After a while, a tiny blond woman in blue scrubs and a muscular dark-haired man in green scrubs walked in and introduced themselves to the girl with so much kindness and confidence I thought I might cry, too. The woman was a plastic surgeon and the man was an EMT. As I later learned, he’d taken extra training in suturing, and the two of them regularly worked together as a team.
I moved around to the top of the gurney to make room and placed my hands on the girl’s shoulders while they numbed her wound (“The worst part, we promise, you’re so brave, you’re doing great!” they soothed) and began their repair. Using thread as fine as spider’s silk, they stitched, their heads bent together, working and talking. The girl seemed calmed by the sound of their voices, and when they were finished, he gently pulled on a thread, and like a true miracle the sagging flesh on her face lifted, and the transformation was like seeing her for the first time.
Several nurses and other staff stood off to one side watching, and when the EMT tied off the suture, a small round of quiet applause and murmurs of wonder filled the examination room. Her wound was nearly invisible.
“Is it over?” the girl asked, and I was able to look at her sweet baby face, newly restored, and say, yes, it is. In the meantime, we’d heard from the other hospital that her mother was going to be all right and that a family member was on the way to pick her up. What a night! A happy ending to be savored.
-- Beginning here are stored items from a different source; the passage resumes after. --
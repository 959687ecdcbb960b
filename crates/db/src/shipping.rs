//! Shipping method repository.

use chrono::{DateTime, Utc};
use rust_decimal::Decimal;
use serde::{Deserialize, Serialize};
use sqlx::PgPool;

use emporium_core::ShippingMethodId;
use emporium_core::api::{ListQuery, Paginated};
use emporium_core::pricing::ShippingRule;

use crate::listing::{ListSpec, StatusColumn, fetch_page};
use crate::{RepositoryError, non_blank, required};

/// A delivery option offered at checkout.
#[derive(Debug, Clone, Serialize, Deserialize, sqlx::FromRow)]
pub struct ShippingMethod {
    pub id: ShippingMethodId,
    pub name: String,
    pub description: Option<String>,
    pub carrier: Option<String>,
    pub base_rate: Decimal,
    pub free_shipping_threshold: Option<Decimal>,
    pub min_days: i32,
    pub max_days: i32,
    pub is_active: bool,
    pub sort_order: i32,
    pub created_at: DateTime<Utc>,
    pub updated_at: DateTime<Utc>,
}

impl ShippingMethod {
    #[must_use]
    pub const fn rule(&self) -> ShippingRule {
        ShippingRule {
            base_rate: self.base_rate,
            free_shipping_threshold: self.free_shipping_threshold,
        }
    }

    /// Delivery estimate such as `3-5 business days`.
    #[must_use]
    pub fn delivery_estimate(&self) -> String {
        if self.min_days == self.max_days {
            let unit = if self.min_days == 1 { "day" } else { "days" };
            format!("{} business {unit}", self.min_days)
        } else {
            format!("{}-{} business days", self.min_days, self.max_days)
        }
    }
}

/// Create/update payload for a shipping method.
#[derive(Debug, Clone, Serialize, Deserialize)]
pub struct ShippingMethodInput {
    pub name: String,
    #[serde(default)]
    pub description: Option<String>,
    #[serde(default)]
    pub carrier: Option<String>,
    pub base_rate: Decimal,
    #[serde(default)]
    pub free_shipping_threshold: Option<Decimal>,
    pub min_days: i32,
    pub max_days: i32,
    #[serde(default = "crate::users::default_true")]
    pub is_active: bool,
    #[serde(default)]
    pub sort_order: i32,
}

impl ShippingMethodInput {
    fn validate(&self) -> Result<String, RepositoryError> {
        let name = required(&self.name, "name")?;
        if self.base_rate < Decimal::ZERO {
            return Err(RepositoryError::invalid("rate cannot be negative"));
        }
        if self
            .free_shipping_threshold
            .is_some_and(|t| t < Decimal::ZERO)
        {
            return Err(RepositoryError::invalid(
                "free shipping threshold cannot be negative",
            ));
        }
        if self.min_days < 0 || self.min_days > self.max_days {
            return Err(RepositoryError::invalid(
                "delivery days must satisfy 0 <= min <= max",
            ));
        }
        Ok(name)
    }
}

const LISTING: ListSpec = ListSpec {
    select: "*",
    from: "shop.shipping_methods",
    search: &["name", "carrier"],
    status: StatusColumn::Active("is_active"),
    order_by: "sort_order ASC, name ASC",
};

/// Repository for shipping method database operations.
pub struct ShippingMethodRepository<'a> {
    pool: &'a PgPool,
}

impl<'a> ShippingMethodRepository<'a> {
    #[must_use]
    pub const fn new(pool: &'a PgPool) -> Self {
        Self { pool }
    }

    /// # Errors
    ///
    /// Returns `RepositoryError::Database` if the query fails.
    pub async fn list(&self, query: &ListQuery) -> Result<Paginated<ShippingMethod>, RepositoryError> {
        fetch_page(self.pool, &LISTING, query).await
    }

    /// Methods offered at checkout.
    ///
    /// # Errors
    ///
    /// Returns `RepositoryError::Database` if the query fails.
    pub async fn list_active(&self) -> Result<Vec<ShippingMethod>, RepositoryError> {
        let rows = sqlx::query_as::<_, ShippingMethod>(
            "SELECT * FROM shop.shipping_methods WHERE is_active ORDER BY sort_order, name",
        )
        .fetch_all(self.pool)
        .await?;
        Ok(rows)
    }

    /// # Errors
    ///
    /// Returns `RepositoryError::Database` if the query fails.
    pub async fn get(&self, id: ShippingMethodId) -> Result<Option<ShippingMethod>, RepositoryError> {
        let row = sqlx::query_as::<_, ShippingMethod>(
            "SELECT * FROM shop.shipping_methods WHERE id = $1",
        )
        .bind(id)
        .fetch_optional(self.pool)
        .await?;
        Ok(row)
    }

    /// # Errors
    ///
    /// Returns `RepositoryError::Conflict` if the name is taken.
    pub async fn create(&self, input: &ShippingMethodInput) -> Result<ShippingMethod, RepositoryError> {
        let name = input.validate()?;
        sqlx::query_as::<_, ShippingMethod>(
            "INSERT INTO shop.shipping_methods \
                 (name, description, carrier, base_rate, free_shipping_threshold, \
                  min_days, max_days, is_active, sort_order) \
             VALUES ($1, $2, $3, $4, $5, $6, $7, $8, $9) \
             RETURNING *",
        )
        .bind(&name)
        .bind(non_blank(input.description.as_deref()))
        .bind(non_blank(input.carrier.as_deref()))
        .bind(input.base_rate)
        .bind(input.free_shipping_threshold)
        .bind(input.min_days)
        .bind(input.max_days)
        .bind(input.is_active)
        .bind(input.sort_order)
        .fetch_one(self.pool)
        .await
        .map_err(RepositoryError::from_write)
    }

    /// # Errors
    ///
    /// Returns `RepositoryError::NotFound` if the method does not exist.
    pub async fn update(
        &self,
        id: ShippingMethodId,
        input: &ShippingMethodInput,
    ) -> Result<ShippingMethod, RepositoryError> {
        let name = input.validate()?;
        sqlx::query_as::<_, ShippingMethod>(
            "UPDATE shop.shipping_methods \
             SET name = $2, description = $3, carrier = $4, base_rate = $5, \
                 free_shipping_threshold = $6, min_days = $7, max_days = $8, is_active = $9, \
                 sort_order = $10, updated_at = NOW() \
             WHERE id = $1 \
             RETURNING *",
        )
        .bind(id)
        .bind(&name)
        .bind(non_blank(input.description.as_deref()))
        .bind(non_blank(input.carrier.as_deref()))
        .bind(input.base_rate)
        .bind(input.free_shipping_threshold)
        .bind(input.min_days)
        .bind(input.max_days)
        .bind(input.is_active)
        .bind(input.sort_order)
        .fetch_optional(self.pool)
        .await
        .map_err(RepositoryError::from_write)?
        .ok_or(RepositoryError::NotFound)
    }

    /// # Errors
    ///
    /// Returns `RepositoryError::NotFound` if the method does not exist.
    pub async fn set_active(&self, id: ShippingMethodId, is_active: bool) -> Result<(), RepositoryError> {
        let result = sqlx::query(
            "UPDATE shop.shipping_methods SET is_active = $2, updated_at = NOW() WHERE id = $1",
        )
        .bind(id)
        .bind(is_active)
        .execute(self.pool)
        .await?;
        if result.rows_affected() == 0 {
            return Err(RepositoryError::NotFound);
        }
        Ok(())
    }

    /// Delete a method. Past orders keep the copied method name.
    ///
    /// # Errors
    ///
    /// Returns `RepositoryError::NotFound` if the method does not exist.
    pub async fn delete(&self, id: ShippingMethodId) -> Result<(), RepositoryError> {
        let result = sqlx::query("DELETE FROM shop.shipping_methods WHERE id = $1")
            .bind(id)
            .execute(self.pool)
            .await
            .map_err(RepositoryError::from_write)?;
        if result.rows_affected() == 0 {
            return Err(RepositoryError::NotFound);
        }
        Ok(())
    }

    /// Insert or update a method keyed by name. Used by the seeder.
    ///
    /// # Errors
    ///
    /// Returns `RepositoryError::Validation` for bad input.
    pub async fn upsert(&self, input: &ShippingMethodInput) -> Result<ShippingMethod, RepositoryError> {
        let name = input.validate()?;
        sqlx::query_as::<_, ShippingMethod>(
            "INSERT INTO shop.shipping_methods \
                 (name, description, carrier, base_rate, free_shipping_threshold, \
                  min_days, max_days, is_active, sort_order) \
             VALUES ($1, $2, $3, $4, $5, $6, $7, $8, $9) \
             ON CONFLICT (name) DO UPDATE SET \
                 description = EXCLUDED.description, \
                 carrier = EXCLUDED.carrier, \
                 base_rate = EXCLUDED.base_rate, \
                 free_shipping_threshold = EXCLUDED.free_shipping_threshold, \
                 min_days = EXCLUDED.min_days, \
                 max_days = EXCLUDED.max_days, \
                 is_active = EXCLUDED.is_active, \
                 sort_order = EXCLUDED.sort_order, \
                 updated_at = NOW() \
             RETURNING *",
        )
        .bind(&name)
        .bind(non_blank(input.description.as_deref()))
        .bind(non_blank(input.carrier.as_deref()))
        .bind(input.base_rate)
        .bind(input.free_shipping_threshold)
        .bind(input.min_days)
        .bind(input.max_days)
        .bind(input.is_active)
        .bind(input.sort_order)
        .fetch_one(self.pool)
        .await
        .map_err(RepositoryError::from_write)
    }
}

#[cfg(test)]
#[allow(clippy::unwrap_used)]
mod tests {
    use super::*;

    fn input(min_days: i32, max_days: i32) -> ShippingMethodInput {
        ShippingMethodInput {
            name: "Standard".to_owned(),
            description: None,
            carrier: Some("UPS".to_owned()),
            base_rate: "5.95".parse().unwrap(),
            free_shipping_threshold: Some("75".parse().unwrap()),
            min_days,
            max_days,
            is_active: true,
            sort_order: 0,
        }
    }

    #[test]
    fn test_days_ordering() {
        assert!(input(3, 5).validate().is_ok());
        assert!(input(5, 3).validate().is_err());
        assert!(input(-1, 3).validate().is_err());
    }

    #[test]
    fn test_delivery_estimate() {
        let now = Utc::now();
        let method = ShippingMethod {
            id: ShippingMethodId::new(1),
            name: "Express".to_owned(),
            description: None,
            carrier: None,
            base_rate: Decimal::TEN,
            free_shipping_threshold: None,
            min_days: 1,
            max_days: 1,
            is_active: true,
            sort_order: 0,
            created_at: now,
            updated_at: now,
        };
        assert_eq!(method.delivery_estimate(), "1 business day");
        let slower = ShippingMethod {
            min_days: 3,
            max_days: 5,
            ..method
        };
        assert_eq!(slower.delivery_estimate(), "3-5 business days");
    }
}
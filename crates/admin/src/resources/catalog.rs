//! Catalog resources: products, brands, categories and attributes.

use sqlx::PgPool;

use emporium_core::api::{ListQuery, Paginated};
use emporium_core::{AttributeId, AttributeKind, BrandId, CategoryId, CurrencyCode, ProductId, ProductStatus};
use emporium_db::{
    Attribute, AttributeInput, AttributeRepository, Brand, BrandInput, BrandRepository, Category,
    CategoryInput, CategoryRepository, Product, ProductInput, ProductRepository, RepositoryError,
};

use crate::components::{BulkAction, DataTableConfig, TableColumn, TableFilter};
use crate::error::AppError;

use super::{
    Cell, Ctx, Editable, Field, FieldKind, Patch, Resource, activation_action, csv_time,
    empty_patch, found, money, short_time, unknown_action,
};

fn active_filter() -> TableFilter {
    TableFilter::status("Status", [("active", "Active"), ("inactive", "Inactive")])
}

// =============================================================================
// Products
// =============================================================================

pub struct Products;

const fn product_tone(status: ProductStatus) -> &'static str {
    match status {
        ProductStatus::Active => "success",
        ProductStatus::Draft => "warning",
        ProductStatus::Archived => "muted",
    }
}

impl Resource for Products {
    type Id = ProductId;
    type Record = Product;

    const PATH: &'static str = "products";
    const TITLE: &'static str = "Products";
    const SINGULAR: &'static str = "product";

    fn table() -> DataTableConfig {
        DataTableConfig::new("products")
            .column(TableColumn::new("name", "Name"))
            .column(TableColumn::new("sku", "SKU"))
            .column(TableColumn::new("price", "Price"))
            .column(TableColumn::new("status", "Status"))
            .column(TableColumn::new("featured", "Featured"))
            .column(TableColumn::new("warranty", "Warranty").visible(false))
            .column(TableColumn::new("updated", "Updated").visible(false))
            .filter(TableFilter::status(
                "Status",
                ProductStatus::ALL.iter().map(|s| (s.as_str(), s.label())),
            ))
            .bulk_actions([
                BulkAction::new("activate", "Publish", "ph-eye"),
                BulkAction::new("draft", "Move to draft", "ph-pencil-simple"),
                BulkAction::new("archive", "Archive", "ph-archive"),
                BulkAction::new("feature", "Feature", "ph-star"),
                BulkAction::new("unfeature", "Unfeature", "ph-star-half"),
                BulkAction::delete(),
            ])
            .search_placeholder("Search by name, SKU or slug...")
            .empty_state("ph-package", "No products yet", Some("Create one or use the AI generator."))
    }

    fn id(record: &Product) -> ProductId {
        record.id
    }

    fn label(record: &Product) -> String {
        record.name.clone()
    }

    fn cells(record: &Product, currency: CurrencyCode) -> Vec<Cell> {
        vec![
            Cell::text(&record.name),
            Cell::text(&record.sku),
            Cell::text(money(record.price, currency)),
            Cell::badge(record.status.label(), product_tone(record.status)),
            Cell::flag(record.is_featured),
            Cell::text(format!("{} months", record.warranty_months)),
            Cell::text(short_time(record.updated_at)),
        ]
    }

    fn csv_header() -> &'static [&'static str] {
        &[
            "id",
            "name",
            "slug",
            "sku",
            "price",
            "compare_at_price",
            "status",
            "is_featured",
            "warranty_months",
            "updated_at",
        ]
    }

    fn csv_row(record: &Product) -> Vec<String> {
        vec![
            record.id.to_string(),
            record.name.clone(),
            record.slug.clone(),
            record.sku.clone(),
            record.price.to_string(),
            record.compare_at_price.map(|p| p.to_string()).unwrap_or_default(),
            record.status.to_string(),
            record.is_featured.to_string(),
            record.warranty_months.to_string(),
            csv_time(Some(record.updated_at)),
        ]
    }

    async fn list(pool: &PgPool, query: &ListQuery) -> Result<Paginated<Product>, RepositoryError> {
        ProductRepository::new(pool).list(query).await
    }

    async fn get(pool: &PgPool, id: ProductId) -> Result<Option<Product>, RepositoryError> {
        ProductRepository::new(pool).get(id).await
    }

    async fn patch(ctx: Ctx<'_>, id: ProductId, patch: Patch) -> Result<Product, AppError> {
        let status = patch.status_as::<ProductStatus>()?;
        if status.is_none() && patch.is_featured.is_none() {
            return Err(empty_patch());
        }
        let repo = ProductRepository::new(ctx.pool);
        if let Some(status) = status {
            repo.set_status(id, status).await?;
        }
        if let Some(featured) = patch.is_featured {
            repo.set_featured(id, featured).await?;
        }
        found(repo.get(id).await?)
    }

    async fn bulk(ctx: Ctx<'_>, id: ProductId, action: &str) -> Result<(), AppError> {
        let repo = ProductRepository::new(ctx.pool);
        match action {
            "activate" => repo.set_status(id, ProductStatus::Active).await?,
            "draft" => repo.set_status(id, ProductStatus::Draft).await?,
            "archive" => repo.set_status(id, ProductStatus::Archived).await?,
            "feature" => repo.set_featured(id, true).await?,
            "unfeature" => repo.set_featured(id, false).await?,
            "delete" => repo.delete(id).await?,
            other => return Err(unknown_action(other)),
        }
        Ok(())
    }
}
What I also remember about that night? I was close enough to watch the EMT’s deft hands. He had beautiful fingers, long and fine. His forearms were taut and covered with swirls of dark hair. A hint of dark stubble swept across his cheek. And he smelled really good. No, I mean, really good.
I never knew his name. He and the plastic surgeon came and went, and I stayed with the girl until her aunt arrived. I never saw him again.
But, golly, when I began to write this story so many years ago, guess who showed up? I gave him the name Guy Trubiano. And now you know.
New DEAD RINGER chapter drops next week.
I love the story about Guy! I was secretly hoping you had run into that EMT again, since he smelled soo good!
I’m sending you prayers and good vibes as you find a home for your book! That little Junie is a beauty, just like her Momma and Grandmomma!
I love this story. Thank you so much, Rebecca. You tell it so beautifully and with so much love.